**ACTION ITEM:**
The lines to copy are those holding the string "template" in the entries below.

Stored items from a collection
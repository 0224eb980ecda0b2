use serde::Deserialize;
use std::time::Duration;

/// Main configuration structure for papertrail
#[derive(Debug, Clone, Deserialize)]
pub struct Config {
    pub site: SiteConfig,
    pub crawl: CrawlConfig,
    pub output: OutputConfig,
    #[serde(default)]
    pub identity: IdentityConfig,
    #[serde(default, rename = "category")]
    pub categories: Vec<CategoryConfig>,
}

/// Site identification
#[derive(Debug, Clone, Deserialize)]
pub struct SiteConfig {
    /// Slug used for derived file names (URL manifests, logs)
    pub name: String,
}

/// Crawl behavior configuration, applied to every category unless the
/// category overrides a field
#[derive(Debug, Clone, Deserialize)]
pub struct CrawlConfig {
    /// Delay between any two network fetches
    #[serde(default)]
    pub delay: DelayPolicy,

    /// Per-fetch timeout in seconds
    #[serde(rename = "timeout-secs", default = "default_timeout_secs")]
    pub timeout_secs: u64,

    /// Pages (and probe fetches) with less content than this are treated
    /// as blocked or empty. One threshold serves both the engine heuristic
    /// and the paginator's thin-page rule.
    #[serde(rename = "min-content-bytes", default = "default_min_content_bytes")]
    pub min_content_bytes: usize,

    /// Minimum archive-item matches for an engine probe to pass
    #[serde(rename = "min-probe-matches", default = "default_min_probe_matches")]
    pub min_probe_matches: usize,

    /// Whether to check robots.txt before fetching
    #[serde(rename = "respect-robots", default = "default_true")]
    pub respect_robots: bool,

    /// Whether to draw a proxy from the identity pool for each request
    #[serde(rename = "use-proxy", default)]
    pub use_proxy: bool,

    /// Engine to use unconditionally, skipping the probe
    #[serde(rename = "force-engine", default)]
    pub force_engine: Option<EngineKind>,

    /// WebDriver endpoint for the full-browser-driver engine
    #[serde(rename = "webdriver-url", default = "default_webdriver_url")]
    pub webdriver_url: String,
}

fn default_timeout_secs() -> u64 {
    30
}

fn default_min_content_bytes() -> usize {
    1000
}

fn default_min_probe_matches() -> usize {
    1
}

fn default_true() -> bool {
    true
}

fn default_webdriver_url() -> String {
    "http://localhost:9515".to_string()
}

/// Output configuration
#[derive(Debug, Clone, Deserialize)]
pub struct OutputConfig {
    /// Path to the output artifact
    pub path: String,

    /// On-disk shape of the artifact
    #[serde(default)]
    pub format: OutputFormat,
}

/// On-disk shape of the output artifact
#[derive(Debug, Clone, Copy, PartialEq, Eq, Deserialize, Default)]
#[serde(rename_all = "lowercase")]
pub enum OutputFormat {
    /// One JSON record per line, appendable
    #[default]
    Ndjson,
    /// A single JSON array, rewritten on each append
    Json,
}

/// Identity rotation inputs
#[derive(Debug, Clone, Deserialize, Default)]
pub struct IdentityConfig {
    /// Extra user agents mixed into the built-in pool
    #[serde(rename = "user-agents", default)]
    pub user_agents: Vec<String>,

    /// Proxy candidates as `host:port`
    #[serde(default)]
    pub proxies: Vec<String>,
}

/// One archive/category to crawl
#[derive(Debug, Clone, Deserialize)]
pub struct CategoryConfig {
    pub name: String,

    /// URL of the archive/list page (must not be the site root)
    #[serde(rename = "archive-url")]
    pub archive_url: String,

    /// CSS selector identifying each article link block on the archive page
    #[serde(rename = "item-selector")]
    pub item_selector: String,

    /// CSS selector identifying the article main content on detail pages
    #[serde(rename = "content-selector")]
    pub content_selector: String,

    /// Selector for the thumbnail image within an archive item
    #[serde(rename = "thumbnail-selector", default = "default_thumbnail_selector")]
    pub thumbnail_selector: String,

    /// Pagination strategy name: none | queryparam | click | scroll
    #[serde(default = "default_pagination")]
    pub pagination: String,

    /// Strategy parameter: a page template like `?page={n}` for queryparam,
    /// or the button selector for click
    #[serde(rename = "pagination-param", default)]
    pub pagination_param: Option<String>,

    /// Hard ceiling on pages visited; 0 or absent means unlimited
    #[serde(rename = "page-limit", default)]
    pub page_limit: u32,

    /// Per-category engine override
    #[serde(rename = "force-engine", default)]
    pub force_engine: Option<EngineKind>,
}

fn default_thumbnail_selector() -> String {
    "img".to_string()
}

fn default_pagination() -> String {
    "none".to_string()
}

/// Delay policy between two network fetches
///
/// `delay = 1.5` sleeps exactly 1.5s; `delay = [0.5, 1.5]` draws a fresh
/// uniform value per fetch; absent means no delay.
#[derive(Debug, Clone, Copy, Deserialize, PartialEq)]
#[serde(untagged)]
pub enum DelayPolicy {
    Fixed(f64),
    Range(f64, f64),
}

impl Default for DelayPolicy {
    fn default() -> Self {
        DelayPolicy::Fixed(0.0)
    }
}

/// Fetch mechanism identifier
#[derive(Debug, Clone, Copy, PartialEq, Eq, Deserialize)]
#[serde(rename_all = "lowercase")]
pub enum EngineKind {
    /// Direct HTTP request, no script execution
    Http,
    /// Headless Chromium via the DevTools protocol
    Browser,
    /// External browser driven over the WebDriver protocol
    Webdriver,
}

impl std::fmt::Display for EngineKind {
    fn fmt(&self, f: &mut std::fmt::Formatter<'_>) -> std::fmt::Result {
        match self {
            EngineKind::Http => write!(f, "http"),
            EngineKind::Browser => write!(f, "browser"),
            EngineKind::Webdriver => write!(f, "webdriver"),
        }
    }
}

/// Pagination strategy with its parameter resolved
#[derive(Debug, Clone, PartialEq, Eq)]
pub enum PaginationKind {
    /// Exactly one page
    None,
    /// Page n's URL is derived from a template containing `{n}`
    QueryParam { template: String },
    /// One document progressively extended by clicking a control
    Click { button: String },
    /// Declared but intentionally unimplemented
    Scroll,
}

impl PaginationKind {
    /// Whether page identity is a pure function of the page index.
    /// Only such strategies can resume at an arbitrary page.
    pub fn supports_cursor(&self) -> bool {
        matches!(self, PaginationKind::QueryParam { .. })
    }

    pub fn label(&self) -> &'static str {
        match self {
            PaginationKind::None => "none",
            PaginationKind::QueryParam { .. } => "queryparam",
            PaginationKind::Click { .. } => "click",
            PaginationKind::Scroll => "scroll",
        }
    }
}

/// Immutable per-category crawl settings, resolved from the config before
/// crawling begins
#[derive(Debug, Clone)]
pub struct CrawlSpec {
    pub category: String,
    pub archive_url: String,
    pub item_selector: String,
    pub content_selector: String,
    pub thumbnail_selector: String,
    pub pagination: PaginationKind,
    pub page_limit: u32,
    pub delay: DelayPolicy,
    pub timeout: Duration,
    pub min_content_bytes: usize,
    pub min_probe_matches: usize,
    pub respect_robots: bool,
    pub use_proxy: bool,
    pub forced_engine: Option<EngineKind>,
    pub webdriver_url: String,
}

impl Config {
    /// Resolves one category into its immutable [`CrawlSpec`].
    ///
    /// The pagination string/param pair has already been validated, so an
    /// unknown strategy here is a programming error, not user input.
    pub fn resolve(&self, category: &CategoryConfig) -> CrawlSpec {
        let pagination = match category.pagination.as_str() {
            "queryparam" => PaginationKind::QueryParam {
                template: category.pagination_param.clone().unwrap_or_default(),
            },
            "click" => PaginationKind::Click {
                button: category.pagination_param.clone().unwrap_or_default(),
            },
            "scroll" => PaginationKind::Scroll,
            _ => PaginationKind::None,
        };

        CrawlSpec {
            category: category.name.clone(),
            archive_url: category.archive_url.clone(),
            item_selector: category.item_selector.clone(),
            content_selector: category.content_selector.clone(),
            thumbnail_selector: category.thumbnail_selector.clone(),
            pagination,
            page_limit: category.page_limit,
            delay: self.crawl.delay,
            timeout: Duration::from_secs(self.crawl.timeout_secs),
            min_content_bytes: self.crawl.min_content_bytes,
            min_probe_matches: self.crawl.min_probe_matches,
            respect_robots: self.crawl.respect_robots,
            use_proxy: self.crawl.use_proxy,
            forced_engine: category.force_engine.or(self.crawl.force_engine),
            webdriver_url: self.crawl.webdriver_url.clone(),
        }
    }
}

**FINISHED TASK:**
    /// Strategy parameter: a page template like `?page={n}` for queryparam,
    /// Page n's URL is derived from a template containing `{n}`
    QueryParam { template: String },
                template: category.pagination_param.clone().unwrap_or_default(),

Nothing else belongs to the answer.